Task directions: Each line below containing the word "void" needs to be shown.

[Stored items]
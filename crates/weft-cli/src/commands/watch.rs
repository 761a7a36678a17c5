//! Watch command - mirror local edits to the store as they happen

use std::path::Path;
use std::time::Duration;

use anyhow::Result;
use clap::Args;
use tracing::{debug, info};

use weft_core::config::CONFIG_FILE;
use weft_sync::lister::LocalTheme;
use weft_sync::watcher::{DebouncedEventQueue, ThemeEvent, ThemeWatcher};

use crate::commands::{build_engine, load_config};
use crate::output::OutputFormat;

/// Quiet period before a changed file is considered settled.
const DEBOUNCE_DELAY: Duration = Duration::from_millis(500);

/// How often the settled queue is drained.
const POLL_INTERVAL: Duration = Duration::from_millis(250);

#[derive(Debug, Args)]
pub struct WatchCommand {}

impl WatchCommand {
    pub async fn execute(&self, root: &Path, format: OutputFormat) -> Result<()> {
        let mut config = load_config(root)?;
        let mut engine = build_engine(root, &config)?;

        let theme = LocalTheme::new(root);
        let (_watcher, mut events) = ThemeWatcher::new(&theme)?;
        let mut queue = DebouncedEventQueue::new(DEBOUNCE_DELAY);
        let mut ticker = tokio::time::interval(POLL_INTERVAL);

        format.success(&format!("Watching {} (Ctrl-C to stop)", root.display()));
        info!(root = %root.display(), "Watch mode started");

        loop {
            tokio::select! {
                event = events.recv() => {
                    match event {
                        Some(event) => queue.push(event),
                        None => break,
                    }
                }
                _ = ticker.tick() => {
                    for event in queue.poll() {
                        // Edits to config.yml change the rules, not the
                        // theme; pick them up for subsequent events.
                        if event.key() == CONFIG_FILE {
                            config = load_config(root)?;
                            engine = build_engine(root, &config)?;
                            format.detail("Reloaded config.yml");
                            continue;
                        }
                        self.handle_event(&engine, &event, format).await;
                    }
                }
                _ = tokio::signal::ctrl_c() => {
                    info!("Watch mode stopped");
                    break;
                }
            }
        }

        Ok(())
    }

    async fn handle_event(
        &self,
        engine: &weft_sync::engine::SyncEngine,
        event: &ThemeEvent,
        format: OutputFormat,
    ) {
        let key = event.key();
        if !engine.is_eligible(key) {
            debug!(key, "Skipping ineligible file");
            return;
        }

        match event {
            ThemeEvent::Updated(_) => match engine.upload_one(key).await {
                Ok(()) => format.success(&format!("Uploaded {key}")),
                Err(e) => format.failure(&format!("Upload of {key} failed: {e:#}")),
            },
            ThemeEvent::Removed(_) => match engine.remove_remote(key).await {
                Ok(()) => format.success(&format!("Removed {key}")),
                Err(e) => format.failure(&format!("Removal of {key} failed: {e:#}")),
            },
        }
    }
}
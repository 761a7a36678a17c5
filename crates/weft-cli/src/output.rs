//! CLI output rendering
//!
//! Every command speaks through an [`OutputFormat`], which renders either
//! human-oriented lines or machine-readable JSON. Human mode writes
//! progress to stdout and failures to stderr; JSON mode emits one object
//! per command on stdout.

/// Output format selected by the global `--json` flag.
#[derive(Debug, Clone, Copy, PartialEq, Eq)]
pub enum OutputFormat {
    Human,
    Json,
}

impl OutputFormat {
    pub fn from_flag(json: bool) -> Self {
        if json {
            OutputFormat::Json
        } else {
            OutputFormat::Human
        }
    }

    pub fn is_json(self) -> bool {
        self == OutputFormat::Json
    }

    /// Report a completed action.
    pub fn success(self, message: &str) {
        match self {
            OutputFormat::Human => println!("\u{2713} {message}"),
            OutputFormat::Json => {
                println!("{}", serde_json::json!({"ok": true, "message": message}));
            }
        }
    }

    /// Report a failed action.
    pub fn failure(self, message: &str) {
        match self {
            OutputFormat::Human => eprintln!("\u{2717} {message}"),
            OutputFormat::Json => {
                eprintln!("{}", serde_json::json!({"ok": false, "error": message}));
            }
        }
    }

    /// Print a supporting detail line. Suppressed in JSON mode, where the
    /// final [`emit_json`](Self::emit_json) object carries the details.
    pub fn detail(self, message: &str) {
        if self == OutputFormat::Human {
            println!("  {message}");
        }
    }

    /// Print a structured result object. No-op in human mode.
    pub fn emit_json(self, value: &serde_json::Value) {
        if self == OutputFormat::Json {
            match serde_json::to_string_pretty(value) {
                Ok(text) => println!("{text}"),
                Err(_) => println!("{value}"),
            }
        }
    }
}
//! Asset endpoint tests: listing, fetching, uploading, deleting, and
//! retry behavior on throttled responses.

use wiremock::matchers::{body_partial_json, header, method, path, query_param};
use wiremock::{Mock, MockServer, ResponseTemplate};

use weft_api::error::ApiError;
use weft_core::ports::theme_store::AssetContent;

use crate::common::{
    assets_path, mount_asset_list, mount_binary_asset, mount_text_asset, setup_store_mock,
};

#[tokio::test]
async fn list_assets_returns_entries() {
    let (server, client) = setup_store_mock().await;
    mount_asset_list(
        &server,
        serde_json::json!([
            { "key": "layout/theme.liquid", "updated_at": "2026-03-01T09:30:00Z" },
            { "key": "assets/logo.png", "size": 2048 },
        ]),
    )
    .await;

    let assets = client.list_assets().await.unwrap();
    assert_eq!(assets.len(), 2);
    assert_eq!(assets[0].key, "layout/theme.liquid");
    assert!(assets[0].updated_at.is_some());
    assert_eq!(assets[1].size, Some(2048));
}

#[tokio::test]
async fn list_assets_sends_access_token_header() {
    let server = MockServer::start().await;
    let client = weft_api::client::StoreClient::with_base_url(
        server.uri(),
        "sekrit",
        weft_core::domain::newtypes::ThemeId::new(crate::common::TEST_THEME_ID),
    );

    Mock::given(method("GET"))
        .and(path(assets_path()))
        .and(header("X-Store-Access-Token", "sekrit"))
        .respond_with(ResponseTemplate::new(200).set_body_json(serde_json::json!({ "assets": [] })))
        .expect(1)
        .mount(&server)
        .await;

    let assets = client.list_assets().await.unwrap();
    assert!(assets.is_empty());
}

#[tokio::test]
async fn get_asset_returns_text_value() {
    let (server, client) = setup_store_mock().await;
    mount_text_asset(&server, "layout/theme.liquid", "{{ content_for_layout }}").await;

    let content = client.get_asset("layout/theme.liquid").await.unwrap();
    assert_eq!(
        content,
        AssetContent::Text("{{ content_for_layout }}".to_string())
    );
}

#[tokio::test]
async fn get_asset_decodes_attachment() {
    let (server, client) = setup_store_mock().await;
    // base64 of the bytes 0x89 P N G
    mount_binary_asset(&server, "assets/logo.png", "iVBORw==").await;

    let content = client.get_asset("assets/logo.png").await.unwrap();
    assert_eq!(
        content,
        AssetContent::Binary(vec![0x89, b'P', b'N', b'G'])
    );
}

#[tokio::test]
async fn get_asset_rejects_payload_without_content() {
    let (server, client) = setup_store_mock().await;
    Mock::given(method("GET"))
        .and(path(assets_path()))
        .and(query_param("asset[key]", "assets/void.png"))
        .respond_with(ResponseTemplate::new(200).set_body_json(serde_json::json!({
            "asset": { "key": "assets/void.png" }
        })))
        .mount(&server)
        .await;

    let err = client.get_asset("assets/void.png").await.unwrap_err();
    assert!(matches!(err, ApiError::MalformedAsset(_)));
}

#[tokio::test]
async fn put_asset_sends_text_as_value() {
    let (server, client) = setup_store_mock().await;

    Mock::given(method("PUT"))
        .and(path(assets_path()))
        .and(body_partial_json(serde_json::json!({
            "asset": { "key": "assets/application.js", "value": "console.log(1);" }
        })))
        .respond_with(ResponseTemplate::new(200).set_body_json(serde_json::json!({
            "asset": { "key": "assets/application.js" }
        })))
        .expect(1)
        .mount(&server)
        .await;

    client
        .put_asset(
            "assets/application.js",
            &AssetContent::Text("console.log(1);".to_string()),
        )
        .await
        .unwrap();
}

#[tokio::test]
async fn put_asset_sends_binary_as_base64_attachment() {
    let (server, client) = setup_store_mock().await;

    Mock::given(method("PUT"))
        .and(path(assets_path()))
        .and(body_partial_json(serde_json::json!({
            "asset": { "key": "assets/logo.png", "attachment": "iVBORw==" }
        })))
        .respond_with(ResponseTemplate::new(200).set_body_json(serde_json::json!({
            "asset": { "key": "assets/logo.png" }
        })))
        .expect(1)
        .mount(&server)
        .await;

    client
        .put_asset(
            "assets/logo.png",
            &AssetContent::Binary(vec![0x89, b'P', b'N', b'G']),
        )
        .await
        .unwrap();
}

#[tokio::test]
async fn delete_asset_targets_key() {
    let (server, client) = setup_store_mock().await;

    Mock::given(method("DELETE"))
        .and(path(assets_path()))
        .and(query_param("asset[key]", "assets/old.css"))
        .respond_with(ResponseTemplate::new(200).set_body_json(serde_json::json!({
            "message": "assets/old.css was deleted"
        })))
        .expect(1)
        .mount(&server)
        .await;

    client.delete_asset("assets/old.css").await.unwrap();
}

#[tokio::test]
async fn throttled_request_is_retried_after_delay() {
    let (server, client) = setup_store_mock().await;

    // First response throttles with an immediate retry window, second succeeds.
    Mock::given(method("GET"))
        .and(path(assets_path()))
        .respond_with(ResponseTemplate::new(429).append_header("Retry-After", "0"))
        .up_to_n_times(1)
        .mount(&server)
        .await;
    Mock::given(method("GET"))
        .and(path(assets_path()))
        .respond_with(ResponseTemplate::new(200).set_body_json(serde_json::json!({ "assets": [] })))
        .mount(&server)
        .await;

    let assets = client.list_assets().await.unwrap();
    assert!(assets.is_empty());
}

#[tokio::test]
async fn terminal_client_error_maps_to_status() {
    let (server, client) = setup_store_mock().await;

    Mock::given(method("DELETE"))
        .and(path(assets_path()))
        .respond_with(ResponseTemplate::new(404).set_body_string("asset not found"))
        .mount(&server)
        .await;

    let err = client.delete_asset("assets/ghost.css").await.unwrap_err();
    match err {
        ApiError::Status { status, message } => {
            assert_eq!(status, 404);
            assert_eq!(message, "asset not found");
        }
        other => panic!("expected status error, got {other:?}"),
    }
}
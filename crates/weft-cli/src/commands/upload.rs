//! Upload command - push eligible theme files to the store

use std::path::Path;

use anyhow::Result;
use clap::Args;

use crate::commands::{build_engine, load_config, parse_glob, report_batch};
use crate::output::OutputFormat;

#[derive(Debug, Args)]
pub struct UploadCommand {
    /// Restrict the upload to files matching this glob, e.g. 'assets/*'
    pub pattern: Option<String>,
}

impl UploadCommand {
    pub async fn execute(&self, root: &Path, format: OutputFormat) -> Result<()> {
        let config = load_config(root)?;
        let engine = build_engine(root, &config)?;
        let glob = parse_glob(self.pattern.as_deref())?;

        let result = engine.upload(glob.as_ref()).await?;
        report_batch(format, "Uploaded", result.uploaded, &result);
        Ok(())
    }
}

Output of the task:
        .and(query_param("asset[key]", "assets/void.png"))
            "asset": { "key": "assets/void.png" }
    let err = client.get_asset("assets/void.png").await.unwrap_err();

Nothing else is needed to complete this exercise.